My mouth dropped, my heavier bottom lip dangling ridiculously. “A few weeks?”
“Yes. We—” A heavy sigh of frustration interrupted him and caused his brow to furrow. “We aren’t in love, Tempest.”
I wanted to argue with him. I wanted to profess an undying passion and affection for him that would cause me to die without him. I couldn’t, though. The connection and chemistry that I had experienced between my mother and father was not at all present between Derrick and I. We had love for one another, but we weren't in love. But being in like with my fiancé was okay with me because I hadn't even thought my disfigurements would get me that far in my life.
So, I allowed him to go on without admitting that I knew he had never really been in love with me, that I was willing to marry him out of comfort and desperation.

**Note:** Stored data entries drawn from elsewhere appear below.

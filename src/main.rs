//! Flappy Brood headless driver
//!
//! Runs seeded sessions under the autopilot, renders every frame to a draw
//! list, and logs sounds, scores and crashes.

use std::path::PathBuf;
use std::process::ExitCode;

use clap::Parser;

use flappy_brood::audio::{SoundBank, SoundEffect};
use flappy_brood::renderer::{SpriteSizes, render_frame};
use flappy_brood::sim::{CollisionMasks, GameEvent, GameState, TickInput, tick};
use flappy_brood::{AssetError, HighScores, Settings, SpriteSheet};

#[derive(Parser, Debug)]
#[command(name = "flappy-brood", about = "Run Flappy Brood sessions under the autopilot")]
struct Args {
    /// Frames to simulate
    #[arg(long, default_value_t = 3000)]
    frames: u64,

    /// RNG seed (random when omitted)
    #[arg(long)]
    seed: Option<u64>,

    /// Settings JSON file
    #[arg(long, default_value = "settings.json")]
    config: PathBuf,

    /// Asset root holding `sprites/` and `audio/`; without it, solid
    /// hitmasks and stock sprite sizes are used
    #[arg(long)]
    assets: Option<PathBuf>,

    /// High score JSON file
    #[arg(long, default_value = "highscores.json")]
    scores: PathBuf,
}

fn main() -> ExitCode {
    env_logger::init();

    let args = Args::parse();
    match run(&args) {
        Ok(()) => ExitCode::SUCCESS,
        Err(e) => {
            log::error!("{}", e);
            eprintln!("{}", e);
            ExitCode::FAILURE
        }
    }
}

fn run(args: &Args) -> Result<(), AssetError> {
    let settings = Settings::load(&args.config);

    let (masks, sizes, sounds) = match &args.assets {
        Some(root) => {
            let sheet = SpriteSheet::load(&root.join("sprites"), &settings)?;
            let sounds = SoundBank::load(&root.join("audio"))?;
            (sheet.collision_masks(), sheet.sizes(), Some(sounds))
        }
        None => {
            log::info!("No asset folder given, using solid hitmasks");
            (CollisionMasks::solid(), SpriteSizes::nominal(), None)
        }
    };

    let seed = args.seed.unwrap_or_else(rand::random);
    let mut state = GameState::new(settings, seed, masks);
    let mut scores = HighScores::load(&args.scores);

    let autopilot = TickInput {
        autopilot: true,
        ..Default::default()
    };
    let restart = TickInput {
        flap: true,
        ..Default::default()
    };

    let mut sessions = 0u32;
    let mut best = 0u32;
    let mut draw_calls = 0usize;

    for _ in 0..args.frames {
        let input = if state.is_over() { &restart } else { &autopilot };
        tick(&mut state, input);

        for &event in &state.events {
            let effect = SoundEffect::for_event(event);
            let bytes = sounds.as_ref().map_or(0, |bank| bank.clip(effect).len());
            log::debug!("{:?} -> {} ({} bytes)", event, effect.file_name(), bytes);

            if event == GameEvent::Hit {
                sessions += 1;
                best = best.max(state.score);
                if let Some(rank) = scores.add_score(state.score, state.time_ticks, state.seed) {
                    log::info!("New high score #{}: {}", rank, state.score);
                }
            }
        }

        draw_calls += render_frame(&state, &sizes).len();
    }

    if let Err(e) = scores.save(&args.scores) {
        log::warn!("Failed to save high scores: {}", e);
    }

    log::info!(
        "Simulated {} frames: {} runs ended, best score {}, {} draw commands",
        args.frames,
        sessions,
        best,
        draw_calls
    );
    println!(
        "seed {}: {} runs, best score {}, all-time best {}",
        seed,
        sessions,
        best,
        scores.top_score().unwrap_or(0)
    );

    Ok(())
}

“We’re just getting married because it makes sense. We’re both educated. We’re both driven. We’ve been together for years, so our morals are telling us that we have to get married. But our hearts? Are our hearts in this or just our minds? Can you say that you are actually in love with me? Do you have a love for me that will keep you with me even when we’re arguing, when we hate each other, when the sex isn’t good?”
“Are you seeing someone?” Still, even though I knew I wasn't in love with him, I felt as if there was something else, something more.
Derrick’s eyes lowered, and he shook his head slightly. “You’re missing the point.”
My gut began to turn. “You didn’t answer the question.”
“I…” Then he began to hesitantly speak his next words. So, I held my bated breath, waiting for the heartbreaking truth. “I’ve been dating… no one serious, but a few—”
My full lashes blinked rapidly again. “A few?”
“Yea. I’ve been dating, exploring, getting back out there.”
I began to gnaw on the corner of my bottom lip. “While we’re engaged.”
“I needed to see if what I was feeling was right, and it is. Even with the women I’ve been seeing, it’s different.”
All I heard was that these other women were prettier, perfect, with flawless skin; not massive scars that were nauseating to look at.
I stood, unable to take the conversation anymore.
“Tempest…” he called for me as I threw my napkin down on the table atop my uneaten entre. “You’re going to just walk away?”
I had to.
“That’s immature as hell,” he insulted me.
And the way that he was looking at me told me that this was indeed over. If his words had not convinced me, his repulsed expression did. He no longer even liked me enough to mask his disdain for me, my presence.
Without a word, I turned on my heels. I couldn’t say another word without completely losing it, bursting into tears. Instead, I marched out of the restaurant, knowing that Derrick cared too much about appearances to yell or come after me.
No matter my personal insecurities, my heart was not breaking because I was losing Derrick. As I stormed out, swiping to the Uber app on my phone, I knew I was not losing him. He was losing me. And not only that, little did he know, he had just walked away from a fortune.